The Collected Short Stories Read online



  “Good of you to join me,” he said, a grin spreading over his face.

  I padded over toward him and looked up expectantly. He bent down and pushed my bowl toward me. I began to lap up the milk happily, my tail swishing from side to side.

  It’s a myth that we only swish our tails when we’re angry.

  HENRY’S HICCUP

  When the grand pasha’s first son was born in 1900 (he had sired twelve daughters by six wives) he named the boy Henry, after his favorite king of England. Henry entered this world with more money than even the most blasé tax collector could imagine, and seemed destined to live a life of idle ease.

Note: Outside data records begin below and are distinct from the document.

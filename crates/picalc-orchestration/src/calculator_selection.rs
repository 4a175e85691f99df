//! Calculator selection logic.

use std::sync::Arc;

use picalc_core::calculator::{SeriesCalculator, SeriesError};
use picalc_core::registry::CalculatorFactory;

/// Calculators to run for a formula selection: `"all"` or one formula name.
pub fn get_calculators_to_run(
    formula: &str,
    factory: &dyn CalculatorFactory,
) -> Result<Vec<Arc<SeriesCalculator>>, SeriesError> {
    if formula.eq_ignore_ascii_case("all") {
        return factory
            .available()
            .into_iter()
            .map(|name| factory.get(name))
            .collect();
    }
    Ok(vec![factory.get(formula)?])
}
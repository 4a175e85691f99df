//! Styled terminal messages. Honours `NO_COLOR`.

use console::{style, StyledObject};

/// True when `NO_COLOR` is set to any value.
#[must_use]
pub fn colors_disabled() -> bool {
    std::env::var_os("NO_COLOR").is_some()
}

fn tag(label: &'static str, paint: fn(StyledObject<&'static str>) -> StyledObject<&'static str>) -> String {
    if colors_disabled() {
        format!("[{label}]")
    } else {
        format!("[{}]", paint(style(label)).bold())
    }
}

/// Section header on stdout.
pub fn print_header(text: &str) {
    if colors_disabled() {
        println!("--- {text} ---");
    } else {
        println!("{}", style(format!("--- {text} ---")).cyan().bold());
    }
}

/// Success line on stdout.
pub fn print_success(text: &str) {
    println!("{} {text}", tag("OK", StyledObject::green));
}

/// Warning line on stderr.
pub fn print_warning(text: &str) {
    eprintln!("{} {text}", tag("WARN", StyledObject::yellow));
}

/// Error line on stderr.
pub fn print_error(text: &str) {
    eprintln!("{} {text}", tag("ERROR", StyledObject::red));
}

#[cfg(test)]
mod tests {
    use super::*;

    #[test]
    fn tags_keep_label() {
        assert!(tag("OK", StyledObject::green).contains("OK"));
        assert!(tag("ERROR", StyledObject::red).contains("ERROR"));
    }

    #[test]
    fn printers_accept_any_text() {
        print_header("Comparison");
        print_success("formulas agree");
        print_warning("");
        print_error("<bad> & \"input\"");
    }
}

  The grand pasha, who ruled over ten thousand families, was of the opinion that in time there would be only five kings left in the world—the kings of spades, hearts, diamonds, clubs, and England. With this conviction in mind, he decided that Henry should be educated by the British. The boy was therefore despatched from his native Cairo at the age of eight to embark upon a formal education, young enough to retain only vague recollections of the noise, the heat, and the dirt of his birthplace. Henry started his new life at the Dragon School, which the grand pasha’s advisers assured him was the finest preparatory school in the land. The boy left this establishment four years later, having developed a passionate love for the polo field and a thorough distaste for the classroom. He proceeded, with the minimum academic qualifications, to Eton, which the pasha’s advisers assured him was the best school in Europe. He was gratified to learn the school had been founded by his favorite king. Henry spent five years at Eton, where he added squash, golf, and tennis to his loves, and applied mathematics, jazz and cross-country running to his dislikes.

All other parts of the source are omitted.